*** Records for this exercise ***

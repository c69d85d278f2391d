//! CLI module for qutest
//!
//! This module provides the command-line interface: `qutest [INCLUDE]... [OPTIONS]`.
//!
//! ## Modules
//!
//! - `commands` - The test command: discovery, server, browser, batch and watch loop
//! - `test_interfaces` - Trait seams and error taxonomy
//! - `test_runner` - Dispatcher, aggregate statistics and reporting
//!
//! ## Design
//!
//! The CLI uses clap for argument parsing with derive macros.
//! Command functions return `CliResult<T>` instead of calling `process::exit`.
//! Only the top-level `run()` function handles errors and exits.

// Enforce explicit error handling - no panicking in production code
#![deny(clippy::unwrap_used)]
#![deny(clippy::expect_used)]

pub mod commands;
pub mod test_interfaces;
pub mod test_runner;

use std::fmt;
use std::path::PathBuf;
use std::process;
use std::time::Duration;

use clap::Parser;

use crate::config::{Palette, RunConfig, parse_duration};
use crate::version::QUTEST_VERSION;

// ============================================================================
// CLI Error handling
// ============================================================================

/// Exit code for CLI operations.
#[derive(Debug, Clone, Copy, PartialEq, Eq)]
pub struct ExitCode(pub i32);

impl ExitCode {
    pub const SUCCESS: ExitCode = ExitCode(0);
    pub const FAILURE: ExitCode = ExitCode(1);
}

/// Error type for CLI operations.
///
/// Contains a user-facing message and an exit code. The CLI entry point
/// catches these errors, prints the message, and exits with the code.
#[derive(Debug)]
pub struct CliError {
    /// User-facing error message (already formatted for display)
    pub message: String,
    /// Exit code to return to the shell
    pub exit_code: ExitCode,
}

impl CliError {
    /// Create a new CLI error with a message and exit code.
    pub fn new(message: impl Into<String>, exit_code: ExitCode) -> Self {
        Self {
            message: message.into(),
            exit_code,
        }
    }

    /// Create a failure error (exit code 1).
    pub fn failure(message: impl Into<String>) -> Self {
        Self::new(message, ExitCode::FAILURE)
    }
}

impl fmt::Display for CliError {
    fn fmt(&self, f: &mut fmt::Formatter<'_>) -> fmt::Result {
        write!(f, "{}", self.message)
    }
}

impl std::error::Error for CliError {}

/// Result type for CLI operations.
pub type CliResult<T> = Result<T, CliError>;

// ============================================================================
// Clap CLI definition
// ============================================================================

/// Run QUnit test files in isolated headless Chrome sessions
#[derive(Parser, Debug)]
#[command(name = "qutest")]
#[command(version = QUTEST_VERSION)]
#[command(about = "Run QUnit test files in isolated headless Chrome sessions", long_about = None)]
pub struct Cli {
    /// Globs selecting test files [default: **/*.js **/*.ts **/*.jsx **/*.tsx]
    #[arg(value_name = "INCLUDE")]
    pub include: Vec<String>,

    /// Root directory tests are discovered in and served from
    #[arg(long, value_name = "DIR", default_value = ".")]
    pub root: PathBuf,

    /// Globs to exclude (repeatable) [default: **/node_modules]
    #[arg(long, value_name = "GLOB")]
    pub exclude: Vec<String>,

    /// Extra esbuild arguments, as a single string
    #[arg(long = "esbuild", value_name = "ARGS", default_value = "", allow_hyphen_values = true)]
    pub esbuild_args: String,

    /// esbuild executable [default: node_modules/.bin/esbuild, then esbuild on PATH]
    #[arg(long, value_name = "PATH")]
    pub esbuild_bin: Option<PathBuf>,

    /// Report function coverage of each test bundle
    #[arg(long)]
    pub coverage: bool,

    /// Timeout for each test file (e.g. 500ms, 30s, 2m)
    #[arg(long, value_name = "DURATION", value_parser = parse_duration, default_value = "60s")]
    pub timeout: Duration,

    /// Maximum test files running at once; 0 means unbounded [default: number of CPUs]
    #[arg(long, value_name = "N")]
    pub parallel: Option<usize>,

    /// Re-run tests when files under the root change
    #[arg(long)]
    pub watch: bool,

    /// Show the browser window
    #[arg(long)]
    pub visible: bool,

    /// Keep the browser and test pages open after the run
    #[arg(long)]
    pub keep_running: bool,

    /// Fixed port for the harness server [default: ephemeral]
    #[arg(long, value_name = "PORT")]
    pub port: Option<u16>,
}

impl Cli {
    /// Build the run configuration; `palette` is decided once by the caller.
    pub fn into_config(self, palette: Palette) -> RunConfig {
        let mut config = RunConfig::new()
            .with_root(self.root)
            .with_include(self.include)
            .with_exclude(self.exclude)
            .with_timeout(self.timeout)
            .with_palette(palette);
        if let Some(parallel) = self.parallel {
            config = config.with_parallel(parallel);
        }
        config.bundler_args = self.esbuild_args;
        config.esbuild_bin = self.esbuild_bin;
        config.coverage = self.coverage;
        config.watch = self.watch;
        config.visible = self.visible;
        config.keep_running = self.keep_running;
        config.port = self.port;
        config
    }
}

// ============================================================================
// CLI entry point
// ============================================================================

/// Main CLI entry point.
///
/// This is the only place where `process::exit` is called. All command
/// implementations return `CliResult` and errors are handled here.
pub fn run() {
    let cli = Cli::parse();
    let config = cli.into_config(Palette::from_env());

    match execute(config) {
        Ok(exit_code) => {
            if exit_code.0 != 0 {
                process::exit(exit_code.0);
            }
        }
        Err(e) => {
            if !e.message.is_empty() {
                eprintln!("{}", e.message);
            }
            process::exit(e.exit_code.0);
        }
    }
}

/// Build the async runtime and run the test command on it.
fn execute(config: RunConfig) -> CliResult<ExitCode> {
    let runtime = tokio::runtime::Builder::new_multi_thread()
        .enable_all()
        .build()
        .map_err(|e| CliError::failure(format!("Error: failed to start async runtime: {e}")))?;
    runtime.block_on(commands::run_tests(config))
}

// ============================================================================
// Tests
// ============================================================================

*** End of Records for this exercise ***

» Task directions
Review the entries above and return every line where "commands" appears.

» Solution to the exercise
//! - `commands` - The test command: discovery, server, browser, batch and watch loop
pub mod commands;
    runtime.block_on(commands::run_tests(config))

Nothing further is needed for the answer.